→ REQUIRED ACTION:
Print the lines that run from the line with "const MV_X_RANGE: (i32, i32) = (-8192, 8191);" to the line with "pub struct Lcg", keeping both end lines, exactly as they appear in the entries below, and nothing else.

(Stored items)
══════════

//! 宏块层端到端自检.
//!
//! 每轮随机生成一幅合成的 4:2:0 图像和逐宏块的编码参数 (条带类型、QP、
//! 帧内/帧间、预测模式、运动矢量), 经变换量化与宏块层编码写成比特流,
//! 再解码重建. 解码出的 mb_type、QP、色度预测模式或运动矢量必须与编码端一致,
//! 重建样本与原始样本的差不得超过 [`quant_error_bound`].

use log::{debug, info, warn};

use avc_core::{AvcResult, BitReader, BitWriter};

use super::block::Colour;
use super::grid::MacroblockGrid;
use super::layer::MacroblockLayer;
use super::macroblock::{Macroblock, MbPartPredMode, MotionVector, SliceType};
use super::residual::{Yuv420Picture, forward_residual, inverse_residual};
use super::transform::{QP_MAX, quant_error_bound};

/// 合成样本中点范围
const MIDPOINT_RANGE: (i32, i32) = (-256, 255);
/// 合成样本偏差上限
const MAX_DEVIATION: i32 = 128;
/// 样本幅度上限
const SAMPLE_LIMIT: i32 = 255;
/// 运动矢量范围 (1/4 像素)
const MV_X_RANGE: (i32, i32) = (-8192, 8191);
const MV_Y_RANGE: (i32, i32) = (-512, 511);

// ============================================================
// 伪随机数
// ============================================================

/// 64 位线性同余发生器, 同一种子得到相同序列
#[derive(Debug, Clone)]
pub struct Lcg {
    state: u64,
}

impl Lcg {
    const MUL: u64 = 6_364_136_223_846_793_005;
    const INC: u64 = 1_442_695_040_888_963_407;

    pub fn new(seed: u64) -> Self {
        Self { state: seed }
    }

    /// 下一个 32 位值 (取状态高 32 位)
    pub fn next_u32(&mut self) -> u32 {
        self.state = self.state.wrapping_mul(Self::MUL).wrapping_add(Self::INC);
        (self.state >> 32) as u32
    }

    /// `[lo, hi]` 内的整数
    pub fn range(&mut self, lo: i32, hi: i32) -> i32 {
        debug_assert!(lo <= hi);
        let span = (i64::from(hi) - i64::from(lo) + 1) as u64;
        lo + (u64::from(self.next_u32()) % span) as i32
    }

    pub fn coin(&mut self) -> bool {
        self.range(0, 1) == 1
    }
}

// ============================================================
// 参数与结果
// ============================================================

/// 自检参数
#[derive(Debug, Clone, PartialEq, Eq)]
pub struct SelfTestParams {
    /// 轮数, 第 n 轮的条带 QP 为 n % 52
    pub trials: u32,
    pub seed: u64,
    pub mb_cols: usize,
    pub mb_rows: usize,
    /// 宏块 QP 相对条带 QP 的最大降幅
    pub max_qp_drop: u8,
    /// 首次失败即停止
    pub stop_on_failure: bool,
}

impl Default for SelfTestParams {
    fn default() -> Self {
        Self {
            trials: 1024,
            seed: 23995,
            mb_cols: 3,
            mb_rows: 3,
            max_qp_drop: 25,
            stop_on_failure: false,
        }
    }
}

/// 自检结果
#[derive(Debug, Clone, Default, PartialEq, Eq)]
pub struct SelfTestReport {
    /// 实际运行的轮数
    pub trials: u32,
    /// 失败轮数
    pub failures: u32,
    /// 全部轮次编码的总位数
    pub total_bits: u64,
}

impl SelfTestReport {
    pub fn passed(&self) -> bool {
        self.failures == 0 && self.trials > 0
    }
}

// ============================================================
// 执行
// ============================================================

/// 一轮中的一处不一致
#[derive(Debug)]
enum Mismatch {
    Syntax { mb: usize, what: &'static str },
    Sample { colour: Colour, pos: usize, error: i32, bound: i32 },
}

impl std::fmt::Display for Mismatch {
    fn fmt(&self, f: &mut std::fmt::Formatter<'_>) -> std::fmt::Result {
        match self {
            Self::Syntax { mb, what } => write!(f, "宏块 {} 的 {} 不一致", mb, what),
            Self::Sample {
                colour,
                pos,
                error,
                bound,
            } => write!(f, "{:?} 样本 {} 误差 {} 超过 {}", colour, pos, error, bound),
        }
    }
}

struct Scenario {
    layer: MacroblockLayer,
    original: Yuv420Picture,
    recon: Yuv420Picture,
    enc: MacroblockGrid,
    dec: MacroblockGrid,
}

/// 运行自检. 只有参数非法时返回错误, 编解码失败计入失败轮数.
pub fn run_self_test(params: &SelfTestParams) -> AvcResult<SelfTestReport> {
    let (w, h) = (params.mb_cols * 16, params.mb_rows * 16);
    let mut scenario = Scenario {
        layer: MacroblockLayer::new(),
        original: Yuv420Picture::new(w, h)?,
        recon: Yuv420Picture::new(w, h)?,
        enc: MacroblockGrid::new(params.mb_cols, params.mb_rows)?,
        dec: MacroblockGrid::new(params.mb_cols, params.mb_rows)?,
    };
    let mut rng = Lcg::new(params.seed);
    let mut report = SelfTestReport::default();

    info!(
        "宏块层自检: {} 轮, 种子 {}, 网格 {}x{}",
        params.trials, params.seed, params.mb_cols, params.mb_rows
    );

    for trial in 0..params.trials {
        let slice_qp = (trial % (u32::from(QP_MAX) + 1)) as u8;
        report.trials += 1;
        match scenario.run_trial(&mut rng, slice_qp, params.max_qp_drop) {
            Ok((bits, None)) => {
                report.total_bits += u64::from(bits);
                debug!("第 {} 轮通过: slice_qp={}, bits={}", trial, slice_qp, bits);
            }
            Ok((bits, Some(mismatch))) => {
                report.total_bits += u64::from(bits);
                report.failures += 1;
                warn!("第 {} 轮失败: slice_qp={}, {}", trial, slice_qp, mismatch);
            }
            Err(e) => {
                report.failures += 1;
                warn!("第 {} 轮编解码出错: slice_qp={}, {}", trial, slice_qp, e);
            }
        }
        if params.stop_on_failure && report.failures > 0 {
            break;
        }
    }

    info!(
        "自检结束: {}/{} 轮通过, 共 {} 位",
        report.trials - report.failures,
        report.trials,
        report.total_bits
    );
    Ok(report)
}

impl Scenario {
    fn run_trial(
        &mut self,
        rng: &mut Lcg,
        slice_qp: u8,
        max_qp_drop: u8,
    ) -> AvcResult<(u32, Option<Mismatch>)> {
        let slice_type = if rng.coin() { SliceType::P } else { SliceType::I };
        fill_picture(&mut self.original, rng);
        self.enc.reset();
        self.dec.reset();
        self.recon.clear();

        // 编码
        let mut bw = BitWriter::new();
        let mut bits = 0;
        for i in 0..self.enc.len() {
            let mb = self.enc.mb_mut(i);
            choose_mode(mb, rng, slice_type, slice_qp, max_qp_drop);
            self.original.load_macroblock(mb)?;
            forward_residual(mb)?;
            bits += self.layer.encode(&mut self.enc, i, slice_type, slice_qp, &mut bw)?;
        }

        // 解码重建
        let len = bw.bits_written();
        let data = bw.finish();
        let mut br = BitReader::with_bit_len(&data, len)?;
        for i in 0..self.dec.len() {
            self.layer.decode(&mut self.dec, i, slice_type, slice_qp, &mut br)?;
            let mb = self.dec.mb_mut(i);
            inverse_residual(mb)?;
            self.recon.store_macroblock(mb)?;
        }

        Ok((bits, self.compare(quant_error_bound(slice_qp))))
    }

    fn compare(&self, bound: i32) -> Option<Mismatch> {
        for (a, b) in self.enc.iter().zip(self.dec.iter()) {
            let what = if a.mb_type != b.mb_type {
                "mb_type"
            } else if a.qp != b.qp {
                "qp"
            } else if a.intra && a.intra_chroma_pred_mode != b.intra_chroma_pred_mode {
                "intra_chroma_pred_mode"
            } else if !a.intra && a.mv != b.mv {
                "mv"
            } else {
                continue;
            };
            return Some(Mismatch::Syntax { mb: a.index, what });
        }

        for colour in [Colour::Luma, Colour::Cb, Colour::Cr] {
            let orig = self.original.plane(colour);
            let recon = self.recon.plane(colour);
            for (pos, (&o, &r)) in orig.iter().zip(recon).enumerate() {
                let error = (i32::from(o) - i32::from(r)).abs();
                if error > bound {
                    return Some(Mismatch::Sample {
                        colour,
                        pos,
                        error,
                        bound,
                    });
                }
            }
        }
        None
    }
}

/// 以随机中点和偏差填充图像, 色度偏差为亮度的一半
fn fill_picture(picture: &mut Yuv420Picture, rng: &mut Lcg) {
    let mid = rng.range(MIDPOINT_RANGE.0, MIDPOINT_RANGE.1);
    let dev = rng.range(0, MAX_DEVIATION);
    for (colour, spread) in [(Colour::Luma, dev / 2), (Colour::Cb, dev / 4), (Colour::Cr, dev / 4)] {
        for s in picture.plane_mut(colour).iter_mut() {
            let v = mid + rng.range(-spread, spread);
            *s = v.clamp(-SAMPLE_LIMIT, SAMPLE_LIMIT) as i16;
        }
    }
}

/// 为宏块随机选择 QP 与预测方式
fn choose_mode(mb: &mut Macroblock, rng: &mut Lcg, slice_type: SliceType, slice_qp: u8, max_qp_drop: u8) {
    let drop = rng.range(0, i32::from(max_qp_drop));
    mb.qp = (i32::from(slice_qp) - drop).clamp(0, i32::from(QP_MAX)) as u8;
    mb.intra = slice_type == SliceType::I || rng.coin();
    if mb.intra {
        mb.part_pred_mode = MbPartPredMode::Intra16x16;
        mb.intra16x16_pred_mode = rng.range(0, 3) as u8;
        mb.intra_chroma_pred_mode = rng.range(0, 3) as u8;
    } else {
        mb.part_pred_mode = MbPartPredMode::Inter16x16;
        let x = rng.range(MV_X_RANGE.0, MV_X_RANGE.1);
        let y = rng.range(MV_Y_RANGE.0, MV_Y_RANGE.1);
        mb.mv = MotionVector::new(x, y);
    }
}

══════════

→ ANSWER TO THIS PROBLEM:
const MV_X_RANGE: (i32, i32) = (-8192, 8191);
const MV_Y_RANGE: (i32, i32) = (-512, 511);

// ============================================================
// 伪随机数
// ============================================================

/// 64 位线性同余发生器, 同一种子得到相同序列
#[derive(Debug, Clone)]
pub struct Lcg {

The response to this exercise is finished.